Bakanlık bu seferde şöyle diyor;  ‘’proje okul ‘’ yönetmeliğinde aynı okulda 8 yıldan fazla çalışmış öğretmen olmayacak. Ve en deneyimli öğretmenleri norm fazlası ilan ediyor. Genelgede atanmak üzere başvuruda bulunmayanların veya tercihlerinden birine atanmayanların görev yerleri il içerisinde valiliklerce resen belirleneceği, yani valilerin bu öğretmenleri istedikleri yere gönderebilecekleri açıklanıyor. Öğretmenlerden 23 Eylül ‘ e kadar tayin için başvuruda bulunmaları isteniyor ve zorunlu tayinler gerçekleştiriliyor. Yani bu ülkenin en başarılı öğrencilerini yetiştiren öğretmenler sürgün ediliyor.
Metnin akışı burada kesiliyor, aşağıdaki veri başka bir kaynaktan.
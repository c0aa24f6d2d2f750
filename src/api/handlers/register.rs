//! Registration and user listing endpoints.

use axum::{extract::Extension, http::StatusCode, response::IntoResponse, Json};
use std::sync::Arc;
use tracing::error;

use crate::api::state::GatewayState;
use crate::auth::Registration;

use super::types::{RegisterRequest, UserResponse};
use super::{normalize_email, valid_email};

/// Register a user; re-registering an email overwrites the prior record.
#[utoipa::path(
    post,
    path = "/register",
    request_body = RegisterRequest,
    responses(
        (status = 200, description = "User registered", body = String),
        (status = 400, description = "Missing or invalid payload", body = String)
    ),
    tag = "gateway"
)]
pub async fn register(
    state: Extension<Arc<GatewayState>>,
    payload: Option<Json<RegisterRequest>>,
) -> impl IntoResponse {
    let request: RegisterRequest = match payload {
        Some(Json(payload)) => payload,
        None => return (StatusCode::BAD_REQUEST, "Missing payload".to_string()),
    };

    let email = normalize_email(&request.email);
    if !valid_email(&email) {
        return (StatusCode::BAD_REQUEST, "Invalid email".to_string());
    }
    if request.password.is_empty() {
        return (StatusCode::BAD_REQUEST, "Missing password".to_string());
    }

    let registration = Registration {
        email,
        password: request.password,
        name: request.name,
        phone: request.phone,
        address: request.address,
    };

    match state.auth().register(registration).await {
        Ok(()) => (StatusCode::OK, "User registered successfully".to_string()),
        Err(err) => {
            error!("Failed to register user: {err}");
            (
                StatusCode::INTERNAL_SERVER_ERROR,
                "Registration failed".to_string(),
            )
        }
    }
}

/// List all registered users (without credential material).
#[utoipa::path(
    get,
    path = "/getAll",
    responses(
        (status = 200, description = "All registered users", body = [UserResponse])
    ),
    tag = "gateway"
)]
pub async fn get_all(state: Extension<Arc<GatewayState>>) -> impl IntoResponse {
    match state.auth().list_users().await {
        Ok(users) => {
            let users: Vec<UserResponse> = users.into_iter().map(UserResponse::from).collect();
            (StatusCode::OK, Json(users)).into_response()
        }
        Err(err) => {
            error!("Failed to list users: {err}");
            StatusCode::INTERNAL_SERVER_ERROR.into_response()
        }
    }
}

#[cfg(test)]
mod tests {
    use super::*;
    use crate::api::state::GatewayConfig;
    use axum::body::to_bytes;

    fn state() -> Extension<Arc<GatewayState>> {
        Extension(Arc::new(GatewayState::in_memory(GatewayConfig::default())))
    }

    fn request(email: &str) -> RegisterRequest {
        RegisterRequest {
            email: email.to_string(),
            password: "pw1".to_string(),
            name: "Alice".to_string(),
            phone: "555-0100".to_string(),
            address: "1 Main St".to_string(),
        }
    }

    #[tokio::test]
    async fn register_missing_payload() {
        let response = register(state(), None).await.into_response();
        assert_eq!(response.status(), StatusCode::BAD_REQUEST);
    }

    #[tokio::test]
    async fn register_rejects_invalid_email() {
        let response = register(state(), Some(Json(request("not-an-email"))))
            .await
            .into_response();
        assert_eq!(response.status(), StatusCode::BAD_REQUEST);
    }

    #[tokio::test]
    async fn register_then_get_all_round_trips() -> anyhow::Result<()> {
        let state = state();
        let response = register(state.clone(), Some(Json(request("A@X.com"))))
            .await
            .into_response();
        assert_eq!(response.status(), StatusCode::OK);

        let response = get_all(state).await.into_response();
        assert_eq!(response.status(), StatusCode::OK);
        let body = to_bytes(response.into_body(), usize::MAX).await?;
        let users: Vec<UserResponse> = serde_json::from_slice(&body)?;
        assert_eq!(users.len(), 1);
        // Emails are normalized on the way in.
        assert_eq!(users[0].email, "a@x.com");
        assert_eq!(users[0].name, "Alice");
        Ok(())
    }

    #[tokio::test]
    async fn reregistration_overwrites_record() -> anyhow::Result<()> {
        let state = state();
        register(state.clone(), Some(Json(request("a@x.com")))).await;
        let mut updated = request("a@x.com");
        updated.name = "Alicia".to_string();
        register(state.clone(), Some(Json(updated))).await;

        let response = get_all(state).await.into_response();
        let body = to_bytes(response.into_body(), usize::MAX).await?;
        let users: Vec<UserResponse> = serde_json::from_slice(&body)?;
        assert_eq!(users.len(), 1);
        assert_eq!(users[0].name, "Alicia");
        Ok(())
    }
}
Bu da yetmez gibi bu okulların sayısı 45’ den 155 çıkarılıyor çünkü bu okullar bu ülkede kendini başarılarıyla kanıtlamış üniversite başarı yüzdesi 80- 90 ‘larda. Öğrenciler bu liselere yüksek puanlarla girebiliyor. Öğretmenlerde benzer bir şekilde sınavla bu liselerde görev alıyor ama ‘’ proje okulu ‘’ uygulamasıyla buna son veriliyor. Şimdi soruyorum bu neyin projesi?

“Dindar ve Kindar‘’  nesiller yetiştirmek adına bilgi, birikim söz etmeksizin bu okullara istedikleri öğretmenleri, idarecileri atayıp proje okullarında arzulananın ne olduğu Türkiye ‘nin en köklü okullarında Kabataş Lisesi’ nin çiçeği burnunda müdür yardımcısı tarafından şöyle dile getiriliyor ; ‘’Bütün okullarımızın imam hatip lisesi olma zamanı geldi ‘’  Yetmiyor ‘’ Elhamdülillah dağı taşı imam hatip lisesi dolduracağız ‘’ diyor. Bütün liselerin kapısında Anadolu Gençlik teşkilatının olması gerektiğini söylüyor. Proje belli. Amaç; görevden alınanların yerine dağı, taşı imam hatip liseleriyle donatmak isteyen bu zihniyetleri yerleştirmek. Çünkü biliyorlar ki bu okullar laikliğin be bilimselliğin kaleleri… Çıkardıkları yasalarla dernekler, vakıflar, cemaatler eliyle imam hatip okullarına milyonlarca liralık paralar aktarılmasına rağmen, akademik, sanatsal, sportif, vb. alanlarda ima hatip okulları başarı anlamında proje okulu ilan edilen 155 okulun içinde bile yer alamıyor. Aynı zamanda en başarılı 155 okul ilan edilen okullarda okuyan bu öğrenciler  ‘ kindar –dindar nesil’  tanımdan çok ama çok uzakta.

Parasız, laik, bilimsel, nitelikli eğitim veren son devlet okulları da bu okullarda okuyan gençlerimizin gelecekleri yok edilmek isteniyor yani anlayacağınız proje işliyor. Sözün bittiği yerdeyiz. Günlerdir eğitim hakları için direnen, okullarına, öğretmenlerine sahip çıkmaya çalışan öğrenciler, veliler haykırıyor, isyan ediyor.
Bu gençler bu ülkenin, hepimizin geleceği, bu mesele ülkenin en önemli meselelerinden biridir. Bu mesele ülkenin geleceği meselesidir. Cumhuriyet okullarını kaybediyor, farkında mısınız?